Als Bloch im Teenageralter war, erzählte ihr ein Freund von Likrat, seither steht sie regelmässig vor Schulklassen und kämpft gegen Vorurteile. «Was, du bist jüdisch? Du siehst ja gar nicht so aus!», sei die häufigste Frage, die sie gehört habe, erzählt Bloch. «Was hast du erwartet, wie JüdInnen aussehen?», fragt sie dann jeweils zurück.

So wie die JüdInnen überwiegend selbst für ihre Sicherheit sorgen müssen, obliegt ihnen auch ein grosser Teil der Aufklärungsarbeit – als wären Antisemitismus und der Kampf dagegen nicht das Problem der gesamten Gesellschaft, sondern nur der bedrohten Minderheit. Psychoanalytikerin Madeleine Dreyfus beklagt denn auch das allgemeine Desinteresse am Thema. «Warum müssen die JüdInnen immer selbst um Verständnis werben? Es ist doch nicht allein ihre Aufgabe.»

Antisemitismus

Eine komplexe Debatte

Wer Antisemitismus bekämpfen will, braucht präzise Definitionen. Durchgesetzt hat sich jene der International Holocaust Remembrance Alliance (IHRA), nach der sich diverse nichtstaatliche Organisationen und Dutzende Staaten, darunter auch die Schweiz, richten. Antisemitismus ist demnach «eine Wahrnehmung von Juden, die sich als Hass gegenüber Juden ausdrücken kann». Er richte sich «gegen jüdische und nichtjüdische Einzelpersonen und/oder deren Eigentum sowie gegen jüdische Gemeindeinstitutionen und religiöse Einrichtungen». Erscheinungsformen könnten sich auch «gegen den Staat Israel, der dabei als jüdisches Kollektiv verstanden wird, richten». Allerdings könne Kritik an Israel, die mit der an anderen Ländern vergleichbar ist, nicht als antisemitisch betrachtet werden.

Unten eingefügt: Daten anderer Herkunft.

// End-to-end pipeline tests with in-memory collaborators.

use postlens::dispatcher::Strictness;
use postlens::error::Result as PipelineResult;
use postlens::pipeline::{run_with, PipelineConfig};
use postlens::renderer::{ChartRenderer, Image, SvgRenderer};
use postlens::writer::{DocumentWriter, FileWriter, StreamWriter};
use postlens::{Document, FrequencyMap, PipelineError, Record, RenderError};

struct StaticFetcher(Vec<Record>);

impl postlens::fetcher::SourceFetcher for StaticFetcher {
    fn fetch(&self, n: usize) -> PipelineResult<Vec<Record>> {
        Ok(self.0.iter().take(n).cloned().collect())
    }
}

struct FailingFetcher;

impl postlens::fetcher::SourceFetcher for FailingFetcher {
    fn fetch(&self, _n: usize) -> PipelineResult<Vec<Record>> {
        Err(PipelineError::Fetch {
            url: "http://source.invalid".to_string(),
            reason: "unreachable".to_string(),
        })
    }
}

/// Fails every word cloud, draws every bar chart.
struct NoClouds;

impl ChartRenderer for NoClouds {
    fn render_wordcloud(&self, _freq: &FrequencyMap) -> Result<Image, RenderError> {
        Err(RenderError::Backend {
            chart: "word cloud",
            reason: "no fonts".to_string(),
        })
    }

    fn render_bar_chart(&self, freq: &FrequencyMap, top_k: usize) -> Result<Image, RenderError> {
        SvgRenderer::default().render_bar_chart(freq, top_k)
    }
}

/// Captures the document instead of writing it.
#[derive(Default)]
struct Capture {
    document: Option<Document>,
    writes: usize,
}

impl DocumentWriter for Capture {
    fn write(&mut self, document: &Document) -> PipelineResult<()> {
        self.writes += 1;
        self.document = Some(document.clone());
        Ok(())
    }
}

fn posts() -> Vec<Record> {
    vec![
        Record::new(1, "The Fox", "the fox jumps"),
        Record::new(2, "Lazy dog", "a lazy dog sleeps all day"),
        Record::new(3, "Quick brown", "quick quick brown brown brown"),
    ]
}

fn config(count: usize) -> PipelineConfig {
    PipelineConfig {
        count,
        ..Default::default()
    }
}

#[test]
fn sections_follow_fetch_order() {
    let mut capture = Capture::default();
    let summary = run_with(
        &StaticFetcher(posts()),
        &SvgRenderer::default(),
        &mut capture,
        &config(3),
    )
    .unwrap();

    assert_eq!(summary.fetched, 3);
    assert_eq!(summary.analyzed, 3);
    assert_eq!(summary.placeholders, 0);
    assert_eq!(capture.writes, 1);

    let document = capture.document.unwrap();
    let ids: Vec<i64> = document.sections.iter().map(|s| s.id).collect();
    assert_eq!(ids, vec![1, 2, 3]);
    assert_eq!(document.sections[0].common, vec!["fox", "the"]);
    assert_eq!(document.sections[0].unique_body, vec!["jumps"]);
}

#[test]
fn count_limits_records() {
    let mut capture = Capture::default();
    let summary = run_with(
        &StaticFetcher(posts()),
        &SvgRenderer::default(),
        &mut capture,
        &config(2),
    )
    .unwrap();
    assert_eq!(summary.analyzed, 2);
    assert_eq!(capture.document.unwrap().sections.len(), 2);
}

#[test]
fn empty_source_produces_zero_sections() {
    let mut capture = Capture::default();
    let summary = run_with(
        &StaticFetcher(Vec::new()),
        &SvgRenderer::default(),
        &mut capture,
        &config(5),
    )
    .unwrap();
    assert_eq!(summary.analyzed, 0);
    assert!(capture.document.unwrap().sections.is_empty());
}

#[test]
fn fetch_failure_writes_nothing() {
    let mut capture = Capture::default();
    let err = run_with(&FailingFetcher, &SvgRenderer::default(), &mut capture, &config(5))
        .unwrap_err();
    assert!(matches!(
        err.downcast_ref::<PipelineError>(),
        Some(PipelineError::Fetch { .. })
    ));
    assert_eq!(capture.writes, 0);
}

#[test]
fn invalid_record_fails_strict_run_before_writing() {
    let mut input = posts();
    input[2].body = None;
    let dir = tempfile::tempdir().unwrap();
    let path = dir.path().join("report.html");

    let err = run_with(
        &StaticFetcher(input),
        &SvgRenderer::default(),
        &mut FileWriter::new(&path),
        &config(3),
    )
    .unwrap_err();

    match err.downcast_ref::<PipelineError>() {
        Some(e @ PipelineError::InvalidRecord { .. }) => assert_eq!(e.record_id(), Some(3)),
        other => panic!("expected InvalidRecord, got {other:?}"),
    }
    assert!(!path.exists());
}

#[test]
fn lenient_run_reports_skipped_records() {
    let mut input = posts();
    input[0].title = None;
    let mut cfg = config(3);
    cfg.dispatch.strictness = Strictness::Lenient;

    let mut capture = Capture::default();
    let summary = run_with(&StaticFetcher(input), &SvgRenderer::default(), &mut capture, &cfg)
        .unwrap();

    assert_eq!(summary.analyzed, 2);
    assert_eq!(summary.skipped.len(), 1);
    assert_eq!(summary.skipped[0].0, 1);
    let ids: Vec<i64> = capture
        .document
        .unwrap()
        .sections
        .iter()
        .map(|s| s.id)
        .collect();
    assert_eq!(ids, vec![2, 3]);
}

#[test]
fn render_failure_only_affects_its_chart() {
    let mut writer = StreamWriter::new(Vec::new());
    let summary = run_with(&StaticFetcher(posts()), &NoClouds, &mut writer, &config(3)).unwrap();

    assert_eq!(summary.analyzed, 3);
    assert_eq!(summary.placeholders, 3);

    let html = String::from_utf8(writer.into_inner()).unwrap();
    assert_eq!(html.matches("Word Cloud unavailable").count(), 3);
    assert_eq!(html.matches("alt='Bar Chart'").count(), 3);
}

#[test]
fn file_report_contains_every_post() {
    let dir = tempfile::tempdir().unwrap();
    let path = dir.path().join("report.html");
    run_with(
        &StaticFetcher(posts()),
        &SvgRenderer::default(),
        &mut FileWriter::new(&path),
        &config(3),
    )
    .unwrap();

    let html = std::fs::read_to_string(&path).unwrap();
    let first = html.find("<h2>Post 1</h2>").unwrap();
    let second = html.find("<h2>Post 2</h2>").unwrap();
    let third = html.find("<h2>Post 3</h2>").unwrap();
    assert!(first < second && second < third);
}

In den letzten Jahren ist gerade der letzte Teil zum Gegenstand heftiger Debatten geworden. Manche ExpertInnen kritisieren die IHRA-Definition als «schwammig und unklar»: Sie erlaube, jede Art von Kritik an der israelischen Politik als antisemitisch zu verunglimpfen.

Um die Diskussion über Israel von jener über Antisemitismus zu entkoppeln, lancierten 200 WissenschaftlerInnen Anfang Jahr die «Jerusalemer Erklärung» (JDA). Darin wird Antisemitismus als «Diskriminierung, Vorurteil, Feindseligkeit oder Gewalt gegen JüdInnen als JüdInnen (oder jüdische Institutionen als jüdische)» bestimmt – und in Leitlinien detaillierter definiert, in denen es etwa um die auch in der Schweiz aktive BDS-Bewegung geht, die zu Boykott, Desinvestition und Sanktionen gegen den israelischen Staat aufruft. Nach der Publikation gab es auch auf diesen Versuch teils heftige Reaktionen: Die JDA falle hinter den Stand der Forschung zurück und verharmlose antisemitische Formen der «Israelkritik», monierten die KritikerInnen.